Stored items:
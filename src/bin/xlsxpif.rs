//! xlsxpif command-line tool
//!
//! Converts a sample workbook into a PIF JSON file next to it.
//!
//! ```text
//! xlsxpif samples.xlsx                       # writes samples-pif.json
//! xlsxpif samples.xlsx -o - --sheet Alloys   # writes to stdout
//! ```

use std::fs::File;
use std::io;
use std::path::{Path, PathBuf};
use std::process;

use clap::Parser;
use tracing_subscriber::EnvFilter;
use xlsxpif::{
    CoercionMode, Conversion, ConverterBuilder, IndexColumn, RecordErrorPolicy, SheetSelector,
    XlsxToPifError,
};

#[derive(Parser, Debug)]
#[command(author, version, about = "Convert sample workbooks to PIF JSON records", long_about = None)]
struct Cli {
    /// Workbook to convert (xlsx, xlsm, xlsb, xls, ods)
    workbook: PathBuf,

    /// Output path (`-` for stdout). Defaults to `<workbook>-pif.json`
    #[arg(short, long)]
    output: Option<PathBuf>,

    /// Column holding the sample identity (default: data row position)
    #[arg(long, value_name = "NAME")]
    index_column: Option<String>,

    /// Sheet to convert; repeat for several (default: all sheets)
    #[arg(long = "sheet", value_name = "NAME")]
    sheets: Vec<String>,

    /// Row holding the column headers, 0-based within the used range
    #[arg(long, default_value_t = 0, value_name = "N")]
    header_row: usize,

    /// Directory referenced files are resolved against
    #[arg(long, value_name = "DIR")]
    base_dir: Option<PathBuf>,

    /// Skip rows with unrecognized file references instead of aborting
    #[arg(long)]
    skip_bad_records: bool,

    /// Treat unparseable bracketed or comma-separated text as a list of strings
    #[arg(long)]
    split_bare_lists: bool,

    /// Increase log verbosity (-v info, -vv debug)
    #[arg(short, long, action = clap::ArgAction::Count)]
    verbose: u8,
}

fn main() {
    let cli = Cli::parse();
    init_logging(cli.verbose);

    match run(&cli) {
        Ok((conversion, destination)) => {
            for skipped in &conversion.skipped {
                eprintln!(
                    "Skipped sheet '{}', row {}: {}",
                    skipped.sheet, skipped.row, skipped.error
                );
            }
            if let Some(path) = destination {
                eprintln!(
                    "Converted {} records: {} -> {}",
                    conversion.records.len(),
                    cli.workbook.display(),
                    path.display()
                );
            }
        }
        Err(e) => {
            handle_error(e);
            process::exit(1);
        }
    }
}

fn init_logging(verbose: u8) {
    let filter = match verbose {
        0 => EnvFilter::try_from_default_env().unwrap_or_else(|_| EnvFilter::new("warn")),
        1 => EnvFilter::new("info"),
        _ => EnvFilter::new("debug"),
    };

    tracing_subscriber::fmt()
        .with_env_filter(filter)
        .with_target(false)
        .with_writer(io::stderr)
        .init();
}

/// 変換を実行し、書き込み先（標準出力の場合は`None`）を返す
fn run(cli: &Cli) -> Result<(Conversion, Option<PathBuf>), XlsxToPifError> {
    let mut builder = ConverterBuilder::new()
        .with_header_row(cli.header_row)
        .with_record_error_policy(if cli.skip_bad_records {
            RecordErrorPolicy::Skip
        } else {
            RecordErrorPolicy::Abort
        })
        .with_coercion_mode(if cli.split_bare_lists {
            CoercionMode::SplitBareLists
        } else {
            CoercionMode::Strict
        });

    if let Some(name) = &cli.index_column {
        builder = builder.with_index_column(IndexColumn::Column(name.clone()));
    }
    if !cli.sheets.is_empty() {
        builder = builder.with_sheet_selector(SheetSelector::Names(cli.sheets.clone()));
    }
    if let Some(dir) = &cli.base_dir {
        builder = builder.with_base_dir(dir);
    }

    let converter = builder.build()?;
    let input = File::open(&cli.workbook)?;

    match &cli.output {
        Some(path) if path.as_os_str() == "-" => {
            let conversion = converter.convert_to_writer(input, io::stdout().lock())?;
            Ok((conversion, None))
        }
        output => {
            let path = output
                .clone()
                .unwrap_or_else(|| default_output_path(&cli.workbook));
            let conversion = converter.convert_to_writer(input, File::create(&path)?)?;
            Ok((conversion, Some(path)))
        }
    }
}

/// `samples.xlsx` → `samples-pif.json`
fn default_output_path(workbook: &Path) -> PathBuf {
    let stem = workbook
        .file_stem()
        .map(|s| s.to_string_lossy().into_owned())
        .unwrap_or_default();
    workbook.with_file_name(format!("{}-pif.json", stem))
}

fn handle_error(error: XlsxToPifError) {
    match error {
        XlsxToPifError::Io(io_err) => {
            eprintln!("I/O Error: {}", io_err);
            eprintln!("Please check that the file exists and you have permission to access it.");
        }
        XlsxToPifError::Parse(parse_err) => {
            eprintln!("Parse Error: {}", parse_err);
            eprintln!("The file may not be a valid workbook or may be corrupted.");
        }
        XlsxToPifError::Json(json_err) => {
            eprintln!("JSON Error: {}", json_err);
        }
        XlsxToPifError::Config(msg) => {
            eprintln!("Configuration Error: {}", msg);
            eprintln!("Please check your sheet selection, index column and base directory.");
        }
        err @ XlsxToPifError::MissingIndex { .. } => {
            eprintln!("Missing Sample Identity: {}", err);
            eprintln!("Use --index-column to name the column holding sample names.");
        }
        err @ XlsxToPifError::UnrecognizedFileValue { .. } => {
            eprintln!("File Reference Error: {}", err);
            eprintln!("Use --skip-bad-records to convert the remaining rows.");
        }
        err @ XlsxToPifError::HeaderPattern { .. } => {
            eprintln!("Header Error: {}", err);
        }
        XlsxToPifError::SecurityViolation(msg) => {
            eprintln!("Security Error: {}", msg);
        }
    }
}
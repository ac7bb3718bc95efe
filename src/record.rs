//! Record Model Module
//!
//! 1行に対応する出力レコード（PIF System）とそのプロパティを定義するモジュール。
//! シリアライズ結果はPIF形式のJSON（camelCaseキー）になります。

use serde::ser::{SerializeStruct, Serializer};
use serde::Serialize;

use crate::value::Value;

const SYSTEM_CATEGORY: &str = "system";

/// 1サンプルを表す出力レコード
///
/// PIF形式では親サンプルは`subSystems`に識別子のみのSystemとして出力されます。
#[derive(Debug, Clone, PartialEq)]
pub struct System {
    /// サンプル識別子
    pub uid: String,

    /// 親サンプルの識別子
    pub parent_uid: Option<String>,

    /// プロパティ（列順）
    pub properties: Vec<Property>,
}

impl System {
    pub fn new(uid: String, parent_uid: Option<String>, properties: Vec<Property>) -> Self {
        Self {
            uid,
            parent_uid,
            properties,
        }
    }

    /// 名前でプロパティを検索
    pub fn property(&self, name: &str) -> Option<&Property> {
        self.properties.iter().find(|p| p.name() == name)
    }
}

/// 識別子のみのSystem（`subSystems`の要素）
struct SystemRef<'a>(&'a str);

impl Serialize for SystemRef<'_> {
    fn serialize<S: Serializer>(&self, serializer: S) -> Result<S::Ok, S::Error> {
        let mut state = serializer.serialize_struct("System", 2)?;
        state.serialize_field("category", SYSTEM_CATEGORY)?;
        state.serialize_field("uid", self.0)?;
        state.end()
    }
}

impl Serialize for System {
    fn serialize<S: Serializer>(&self, serializer: S) -> Result<S::Ok, S::Error> {
        let len = if self.parent_uid.is_some() { 4 } else { 3 };
        let mut state = serializer.serialize_struct("System", len)?;
        state.serialize_field("category", SYSTEM_CATEGORY)?;
        state.serialize_field("uid", &self.uid)?;
        if let Some(parent) = &self.parent_uid {
            state.serialize_field("subSystems", &[SystemRef(parent)])?;
        }
        state.serialize_field("properties", &self.properties)?;
        state.end()
    }
}

/// プロパティ（スカラーまたはファイル参照）
#[derive(Debug, Clone, PartialEq, Serialize)]
#[serde(untagged)]
pub enum Property {
    Scalar(ScalarProperty),
    File(FileProperty),
}

impl Property {
    /// プロパティ名
    pub fn name(&self) -> &str {
        match self {
            Property::Scalar(p) => &p.name,
            Property::File(p) => &p.name,
        }
    }

    pub fn as_scalar(&self) -> Option<&ScalarProperty> {
        match self {
            Property::Scalar(p) => Some(p),
            Property::File(_) => None,
        }
    }

    pub fn as_file(&self) -> Option<&FileProperty> {
        match self {
            Property::File(p) => Some(p),
            Property::Scalar(_) => None,
        }
    }
}

/// 通常列から生成されるスカラープロパティ
#[derive(Debug, Clone, PartialEq, Serialize)]
pub struct ScalarProperty {
    pub name: String,
    #[serde(rename = "scalars")]
    pub value: Value,
    #[serde(skip_serializing_if = "Option::is_none")]
    pub units: Option<String>,
}

/// `FILE:`列から生成されるファイルプロパティ
#[derive(Debug, Clone, PartialEq, Serialize)]
pub struct FileProperty {
    pub name: String,
    /// ファイル参照（空の場合も常に出力）
    pub files: Vec<FileReference>,
}

/// ファイル参照
#[derive(Debug, Clone, PartialEq, Eq, Serialize)]
#[serde(rename_all = "camelCase")]
pub struct FileReference {
    /// セルに書かれたファイル名
    pub relative_path: String,
    /// 内容のSHA-256（16進小文字）。ファイルがローカルにない場合は`None`
    #[serde(skip_serializing_if = "Option::is_none")]
    pub sha256: Option<String>,
}
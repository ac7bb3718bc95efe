//! Header Parser Module
//!
//! 列ヘッダー（例: `"Hardness (HV)"`）からプロパティ名と単位を抽出するモジュール。

use std::sync::LazyLock;

use regex::Regex;

use crate::error::XlsxToPifError;

/// `<名前>(<単位>)<以降は無視>`
static UNITS_REGEX: LazyLock<Regex> = LazyLock::new(|| {
    Regex::new(r"^\s*([^(]*)\(([^)]*)\)").expect("Valid header units regex pattern")
});

/// `FILE:`列の接頭辞（大文字小文字を区別）
pub(crate) const FILE_PREFIX: &str = "FILE:";

/// 解析済みヘッダー
#[derive(Debug, Clone, PartialEq, Eq)]
pub struct ParsedHeader {
    /// プロパティ名
    pub name: String,
    /// 単位（括弧書きがない場合は`None`）
    pub units: Option<String>,
}

/// ヘッダーを解析
///
/// 最初の括弧書きを単位として扱い、その前の文字列（前後の空白を除去）を名前とします。
/// 括弧書きがなければヘッダー全体が名前になります。
///
/// # 例
///
/// ```rust
/// use xlsxpif::parse_header;
///
/// let header = parse_header("Hardness (HV)").unwrap();
/// assert_eq!(header.name, "Hardness");
/// assert_eq!(header.units.as_deref(), Some("HV"));
///
/// let header = parse_header("Sample Name").unwrap();
/// assert_eq!(header.name, "Sample Name");
/// assert_eq!(header.units, None);
/// ```
///
/// # 戻り値
///
/// * `Err(XlsxToPifError::HeaderPattern)` - パターンに一致したのにグループが取得できない場合
///   （通常は発生しない）
pub fn parse_header(header: &str) -> Result<ParsedHeader, XlsxToPifError> {
    let Some(captures) = UNITS_REGEX.captures(header) else {
        return Ok(ParsedHeader {
            name: header.to_string(),
            units: None,
        });
    };

    match (captures.get(1), captures.get(2)) {
        (Some(name), Some(units)) => Ok(ParsedHeader {
            name: name.as_str().trim().to_string(),
            units: Some(units.as_str().trim().to_string()),
        }),
        _ => Err(XlsxToPifError::HeaderPattern {
            header: header.to_string(),
        }),
    }
}

/// `FILE:`列ならプロパティ名を返す
///
/// 接頭辞を除き、前後の空白を除去した文字列が名前になります。
pub fn file_column_name(header: &str) -> Option<&str> {
    header.strip_prefix(FILE_PREFIX).map(str::trim)
}

/// 親サンプル名の列かどうか（大文字小文字・前後の空白を無視した完全一致）
pub fn is_parent_column(header: &str) -> bool {
    header.trim().eq_ignore_ascii_case("parent sample name")
}
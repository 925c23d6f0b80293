//! The transport driver interface: the only plug-in surface of the runtime.
//!
//! A driver owns everything broker-specific (connections, wire parsing,
//! native acknowledgement) and hands the core canonical [`Message`]s. The
//! core never sees a transport-native detail beyond the opaque frame handle
//! it passes back for ack/nack.

pub mod memory;

use std::collections::HashMap;
use std::error::Error as StdError;
use std::fmt;

use async_trait::async_trait;
use thiserror::Error as ThisError;

use crate::{handler_config::ConsumerConfig, message::ContentType, message::Message};

/// A connectivity or protocol failure reported by a transport driver.
///
/// The consume loop recovers from these locally (reconnect with backoff);
/// the publish path surfaces them to the caller as-is.
#[derive(Debug, ThisError)]
#[error("{message}")]
pub struct TransportError {
    /// Human-readable description of the failure.
    message: String,
    /// The driver-native error, when one exists.
    #[source]
    source: Option<Box<dyn StdError + Send + Sync>>,
}

impl TransportError {
    /// Creates an error from a plain description.
    pub fn new(message: impl Into<String>) -> Self {
        Self {
            message: message.into(),
            source: None,
        }
    }

    /// Creates an error wrapping a driver-native error.
    pub fn with_source(
        message: impl Into<String>,
        source: impl StdError + Send + Sync + 'static,
    ) -> Self {
        Self {
            message: message.into(),
            source: Some(Box::new(source)),
        }
    }
}

/// What a handler binds to: a queue, subject, or topic+group, whatever the
/// transport natively addresses.
///
/// The core treats subscriptions as opaque. It only needs a stable [`key`]
/// for logging and metric labels, and a way to build one from a bare name
/// (`From<String>`) so broker-level destinations such as the response queue
/// can be subscribed to.
///
/// [`key`]: Subscription::key
pub trait Subscription: Clone + Send + Sync + From<String> + 'static {
    /// The equality key of this subscription, used for logging and metrics.
    fn key(&self) -> &str;
}

/// The simplest subscription: a bare queue or subject name.
impl Subscription for String {
    fn key(&self) -> &str {
        self
    }
}

/// An outbound message, ready for the wire.
///
/// The driver maps the well-known fields to its native attributes: where the
/// transport offers headers, `content_type` travels as a `content-type`
/// header and `correlation_id` under that exact name; otherwise they ride a
/// transport-native attribute alongside the body.
#[derive(Debug)]
pub struct Outgoing<'a> {
    /// Destination queue/subject name.
    pub destination: &'a str,
    /// The encoded body.
    pub body: Vec<u8>,
    /// Media label of the body, if any.
    pub content_type: Option<ContentType>,
    /// Correlation id for reply matching, if any.
    pub correlation_id: Option<String>,
    /// Destination the receiver should reply to, if a reply is expected.
    pub reply_to: Option<String>,
    /// Additional application headers.
    pub headers: HashMap<String, String>,
}

/// A transport driver: the broker runtime is parameterized over this.
///
/// Implementations must be safe for concurrent use, as the connection is
/// shared by every consume task and the publish path, or serialize
/// internally.
#[async_trait]
pub trait Transport: Send + Sync + 'static {
    /// The driver's subscription descriptor.
    type Sub: Subscription;
    /// The driver's native frame handle, kept on a [`Message`] so the
    /// dispatch pipeline can ack or nack it.
    type Frame: Send + Sync + fmt::Debug + 'static;

    /// Establishes (or re-establishes) the connection. Must be idempotent.
    ///
    /// # Errors
    /// Returns an error when the broker cannot be reached.
    async fn connect(&self) -> Result<(), TransportError>;

    /// Declares the subscription on the broker so that fetching from it can
    /// succeed. Called before the first fetch and again after a reconnect.
    ///
    /// # Errors
    /// Returns an error when the declaration is refused or the connection is
    /// down.
    async fn declare(&self, subscription: &Self::Sub) -> Result<(), TransportError>;

    /// Fetches the next batch of messages, already parsed into canonical
    /// form. An empty batch after the consumer's wait interval is normal.
    ///
    /// # Errors
    /// Returns an error on connectivity loss; the consume loop will back off
    /// and re-declare.
    async fn fetch(
        &self,
        subscription: &Self::Sub,
        config: &ConsumerConfig,
    ) -> Result<Vec<Message<Self::Frame>>, TransportError>;

    /// Sends an outbound message.
    ///
    /// # Errors
    /// Returns an error when the message could not be handed to the broker.
    async fn send(&self, outgoing: Outgoing<'_>) -> Result<(), TransportError>;

    /// Acknowledges the message behind the frame handle.
    ///
    /// # Errors
    /// Returns an error on connectivity loss.
    async fn ack(&self, frame: &Self::Frame) -> Result<(), TransportError>;

    /// Rejects the message behind the frame handle, optionally requeueing it
    /// for redelivery.
    ///
    /// # Errors
    /// Returns an error on connectivity loss.
    async fn nack(&self, frame: &Self::Frame, requeue: bool) -> Result<(), TransportError>;

    /// Closes the connection. Must be idempotent.
    ///
    /// # Errors
    /// Returns an error when teardown fails; the broker treats this as
    /// best-effort.
    async fn close(&self) -> Result<(), TransportError>;
}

* _Work to be completed_
Using the data above, extract exactly the lines from the one that holds "#[command(author, version, about" to the one that holds "the used range", both ends included, and no others.

* _Finished exercise_
#[command(author, version, about = "Convert sample workbooks to PIF JSON records", long_about = None)]
struct Cli {
    /// Workbook to convert (xlsx, xlsm, xlsb, xls, ods)
    workbook: PathBuf,

    /// Output path (`-` for stdout). Defaults to `<workbook>-pif.json`
    #[arg(short, long)]
    output: Option<PathBuf>,

    /// Column holding the sample identity (default: data row position)
    #[arg(long, value_name = "NAME")]
    index_column: Option<String>,

    /// Sheet to convert; repeat for several (default: all sheets)
    #[arg(long = "sheet", value_name = "NAME")]
    sheets: Vec<String>,

    /// Row holding the column headers, 0-based within the used range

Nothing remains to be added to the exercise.